SOURCE DATA below:

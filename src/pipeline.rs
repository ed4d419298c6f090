//! End-to-end attack pipeline.
//!
//! Ties the pieces together for one target record: fit the one-hot encoder
//! on the auxiliary data, resolve the extractor configuration, generate the
//! per-split query sets, fan extraction out over the shadow datasets, and
//! assemble the train/eval feature matrices the meta-classifier consumes.
//!
//! Everything that can fail by configuration fails in [`AttackPipeline::new`];
//! a constructed pipeline is immutable and can be reused across targets.

use crate::assembler::{FeatureMatrixAssembler, FeatureMatrices};
use crate::coordinator::{
    CoordinatorConfig, ExtractionCoordinator, ShadowDataset, SplitQueries,
};
use crate::encoding::OneHotEncoder;
use crate::error::{AttackError, Result};
use crate::extractors::{ExtractorRegistry, ExtractorSpec, ResolvedExtractors};
use crate::qbs::BatchPredicateCounter;
use crate::queries::{QueryGenerator, DEFAULT_QUERY_SEED};
use crate::schema::{Metadata, Split};
use crate::table::{Record, Table};
use log::{info, warn};
use std::sync::Arc;

// ============================================================================
// Configuration
// ============================================================================

/// Configuration for one attack pipeline.
#[derive(Debug, Clone)]
pub struct AttackConfig {
    /// Extractors to run, in output order.
    pub extractors: Vec<ExtractorSpec>,
    /// Thread-pool settings for the extraction fan-out.
    pub coordinator: CoordinatorConfig,
    /// Seed for the query subsample.
    pub query_seed: u64,
}

impl Default for AttackConfig {
    fn default() -> Self {
        Self {
            extractors: Vec::new(),
            coordinator: CoordinatorConfig::default(),
            query_seed: DEFAULT_QUERY_SEED,
        }
    }
}

impl AttackConfig {
    pub fn new() -> Self {
        Self::default()
    }

    /// Append an extractor. Output columns follow configuration order.
    pub fn with_extractor(mut self, spec: ExtractorSpec) -> Self {
        self.extractors.push(spec);
        self
    }

    /// Set the number of worker threads.
    ///
    /// # Panics
    ///
    /// Panics if `threads` is 0.
    pub fn with_threads(self, threads: usize) -> Self {
        Self {
            coordinator: self.coordinator.with_threads(threads),
            ..self
        }
    }

    /// Override the query-subsample seed.
    pub fn with_query_seed(mut self, seed: u64) -> Self {
        self.query_seed = seed;
        self
    }
}

// ============================================================================
// Jobs
// ============================================================================

/// One target record with its shadow datasets, for batched runs.
#[derive(Debug, Clone)]
pub struct AttackJob {
    pub datasets: Vec<ShadowDataset>,
    pub target: Record,
}

// ============================================================================
// Pipeline
// ============================================================================

/// A fully-resolved attack over one table schema.
///
/// Construction fits the encoder on the auxiliary table and validates the
/// extractor configuration; both happen exactly once. [`run`] is then a
/// pure function of the shadow datasets and the target.
///
/// [`run`]: AttackPipeline::run
pub struct AttackPipeline {
    metadata: Metadata,
    encoder: OneHotEncoder,
    extractors: ResolvedExtractors,
    coordinator: ExtractionCoordinator,
    query_seed: u64,
}

impl AttackPipeline {
    /// Build a pipeline for the given schema and auxiliary data.
    pub fn new(metadata: Metadata, auxiliary: &Table, config: AttackConfig) -> Result<Self> {
        auxiliary.check_schema(&metadata)?;
        let extractors = ExtractorRegistry::resolve(&config.extractors)?;
        let encoder = OneHotEncoder::fit(auxiliary, &metadata)?;

        info!(
            "attack pipeline ready: {} columns, {} encoded features, {} extractors",
            metadata.len(),
            encoder.encoded_width(),
            extractors.len()
        );

        Ok(Self {
            metadata,
            encoder,
            extractors,
            coordinator: ExtractionCoordinator::new(config.coordinator),
            query_seed: config.query_seed,
        })
    }

    /// Build a pipeline with a custom predicate-counting backend.
    pub fn with_counter(
        metadata: Metadata,
        auxiliary: &Table,
        config: AttackConfig,
        counter: Arc<dyn BatchPredicateCounter>,
    ) -> Result<Self> {
        let coordinator = ExtractionCoordinator::with_counter(config.coordinator.clone(), counter);
        let mut pipeline = Self::new(metadata, auxiliary, config)?;
        pipeline.coordinator = coordinator;
        Ok(pipeline)
    }

    pub fn metadata(&self) -> &Metadata {
        &self.metadata
    }

    pub fn encoder(&self) -> &OneHotEncoder {
        &self.encoder
    }

    /// Run the attack for one target record.
    ///
    /// Returns the train and eval feature matrices with their membership
    /// labels, ready for the meta-classifier.
    pub fn run(&self, datasets: &[ShadowDataset], target: &Record) -> Result<FeatureMatrices> {
        if datasets.is_empty() {
            return Err(AttackError::SchemaMismatch(
                "no shadow datasets supplied".to_string(),
            ));
        }

        let queries = self.build_queries(datasets);
        let rows = self.coordinator.extract_rows(
            datasets,
            target,
            &self.metadata,
            &self.encoder,
            &self.extractors,
            &queries,
        )?;

        let matrices = FeatureMatrixAssembler::assemble(&rows)?;
        info!(
            "extracted {} train and {} eval rows with {} features",
            matrices.train_labels.len(),
            matrices.eval_labels.len(),
            matrices.num_features()
        );
        Ok(matrices)
    }

    /// Run the attack for several targets, isolating failures.
    ///
    /// One failing target never aborts the batch; its slot carries the
    /// error and the remaining jobs still run.
    pub fn run_many(&self, jobs: &[AttackJob]) -> Vec<Result<FeatureMatrices>> {
        jobs.iter()
            .enumerate()
            .map(|(i, job)| {
                let result = self.run(&job.datasets, &job.target);
                if let Err(ref e) = result {
                    warn!("attack job {i} failed: {e}");
                }
                result
            })
            .collect()
    }

    /// Query sets for each query-counting extractor and each split present
    /// in `datasets`.
    ///
    /// Every `QueryCount` entry gets its own generated set, keyed by its
    /// position in the configuration. Generation depends only on the schema
    /// and that entry's options, so regenerating per split yields identical
    /// sets; every dataset of a split then counts the exact same
    /// predicates.
    fn build_queries(&self, datasets: &[ShadowDataset]) -> SplitQueries {
        let mut queries = SplitQueries::default();
        if !self.extractors.any_uses_queries() {
            return queries;
        }

        let categorical = self.metadata.categorical_indices();
        let continuous = self.metadata.continuous_indices();
        for (index, spec) in self.extractors.specs().iter().enumerate() {
            let ExtractorSpec::QueryCount {
                orders,
                sample_size,
                conditions,
            } = spec
            else {
                continue;
            };
            let generator = QueryGenerator::new(orders.clone(), *sample_size, conditions.clone())
                .with_seed(self.query_seed);
            for split in Split::all() {
                if datasets.iter().any(|d| d.split == split) {
                    let set = generator.generate(&categorical, &continuous, self.metadata.len());
                    info!(
                        "{} queries generated for extractor {index} on the {split} split",
                        set.len()
                    );
                    queries.set(index, split, set);
                }
            }
        }
        queries
    }
}

// ============================================================================
// Tests
// ============================================================================

#[cfg(test)]
mod tests {
    use super::*;
    use crate::queries::ConditionOptions;
    use crate::schema::ColumnDescriptor;
    use crate::table::Value;

    fn metadata() -> Metadata {
        Metadata::new(vec![
            ColumnDescriptor::continuous("age"),
            ColumnDescriptor::categorical("sex", vec!["M".into(), "F".into()]),
        ])
        .unwrap()
    }

    fn table(rows: &[(i64, &str)]) -> Table {
        Table::new(
            vec!["age".into(), "sex".into()],
            rows.iter()
                .map(|&(age, sex)| vec![Value::Int(age), Value::Text(sex.into())])
                .collect(),
        )
        .unwrap()
    }

    fn target() -> Record {
        Record::new(
            vec!["age".into(), "sex".into()],
            vec![Value::Int(30), Value::Text("F".into())],
        )
        .unwrap()
    }

    fn datasets() -> Vec<ShadowDataset> {
        vec![
            ShadowDataset::new(table(&[(20, "M"), (30, "F")]), true, Split::Train),
            ShadowDataset::new(table(&[(25, "F"), (35, "M")]), false, Split::Train),
            ShadowDataset::new(table(&[(22, "M"), (32, "F")]), false, Split::Eval),
        ]
    }

    fn pipeline(config: AttackConfig) -> AttackPipeline {
        AttackPipeline::new(metadata(), &table(&[(20, "M"), (30, "F")]), config).unwrap()
    }

    #[test]
    fn test_run_builds_both_matrices() {
        let pipeline = pipeline(
            AttackConfig::new()
                .with_extractor(ExtractorSpec::Naive)
                .with_extractor(ExtractorSpec::Correlation),
        );
        let matrices = pipeline.run(&datasets(), &target()).unwrap();

        assert_eq!(matrices.train.nrows(), 2);
        assert_eq!(matrices.eval.nrows(), 1);
        assert_eq!(matrices.train.ncols(), matrices.eval.ncols());
        assert_eq!(matrices.train_labels, vec![true, false]);
        assert_eq!(matrices.eval_labels, vec![false]);
    }

    #[test]
    fn test_empty_extractor_config_rejected() {
        let result = AttackPipeline::new(
            metadata(),
            &table(&[(20, "M")]),
            AttackConfig::new(),
        );
        assert!(matches!(
            result,
            Err(AttackError::InvalidExtractorConfig(_))
        ));
    }

    #[test]
    fn test_query_sets_shared_within_split() {
        let pipeline = pipeline(AttackConfig::new().with_extractor(ExtractorSpec::QueryCount {
            orders: vec![1, 2],
            sample_size: 100,
            conditions: ConditionOptions::default(),
        }));
        let matrices = pipeline.run(&datasets(), &target()).unwrap();

        // Both splits see the same predicate layout.
        assert_eq!(matrices.train.ncols(), matrices.eval.ncols());
        assert!(matrices.num_features() > 0);
    }

    #[test]
    fn test_each_query_extractor_gets_its_own_set() {
        // Two query-counting entries with different orders: the second must
        // count order-2 predicates, not reuse the first entry's order-1 set.
        let pipeline = pipeline(
            AttackConfig::new()
                .with_extractor(ExtractorSpec::QueryCount {
                    orders: vec![1],
                    sample_size: 100,
                    conditions: ConditionOptions::default(),
                })
                .with_extractor(ExtractorSpec::QueryCount {
                    orders: vec![2],
                    sample_size: 100,
                    conditions: ConditionOptions::default(),
                }),
        );
        let matrices = pipeline.run(&datasets(), &target()).unwrap();

        // Schema (age, sex), default options: order 1 gives "3_age" and
        // "1_sex"; order 2 gives the single conjunction "3_age_1_sex".
        assert_eq!(
            matrices.feature_names,
            vec!["3_age", "1_sex", "3_age_1_sex"]
        );
    }

    #[test]
    fn test_runs_are_deterministic() {
        let config = AttackConfig::new()
            .with_extractor(ExtractorSpec::Naive)
            .with_extractor(ExtractorSpec::QueryCount {
                orders: vec![1],
                sample_size: 100,
                conditions: ConditionOptions::default(),
            });
        let a = pipeline(config.clone()).run(&datasets(), &target()).unwrap();
        let b = pipeline(config).run(&datasets(), &target()).unwrap();
        assert_eq!(a.feature_names, b.feature_names);
        assert_eq!(a.train, b.train);
        assert_eq!(a.eval, b.eval);
    }

    #[test]
    fn test_run_many_isolates_failures() {
        let pipeline = pipeline(AttackConfig::new().with_extractor(ExtractorSpec::Naive));
        let jobs = vec![
            AttackJob {
                datasets: datasets(),
                target: target(),
            },
            AttackJob {
                // Missing eval split, so assembly fails for this job only.
                datasets: vec![ShadowDataset::new(
                    table(&[(20, "M")]),
                    true,
                    Split::Train,
                )],
                target: target(),
            },
            AttackJob {
                datasets: datasets(),
                target: target(),
            },
        ];

        let outcomes = pipeline.run_many(&jobs);
        assert_eq!(outcomes.len(), 3);
        assert!(outcomes[0].is_ok());
        assert!(outcomes[1].is_err());
        assert!(outcomes[2].is_ok());
    }

    #[test]
    fn test_no_datasets_rejected() {
        let pipeline = pipeline(AttackConfig::new().with_extractor(ExtractorSpec::Naive));
        assert!(pipeline.run(&[], &target()).is_err());
    }
}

End of SOURCE DATA.

* WHAT IS BEING ASKED *
Which lines of the records above contain the word "iter"? Report each one.

* TASK ANSWER *
        jobs.iter()
        for (index, spec) in self.extractors.specs().iter().enumerate() {
                if datasets.iter().any(|d| d.split == split) {
            rows.iter()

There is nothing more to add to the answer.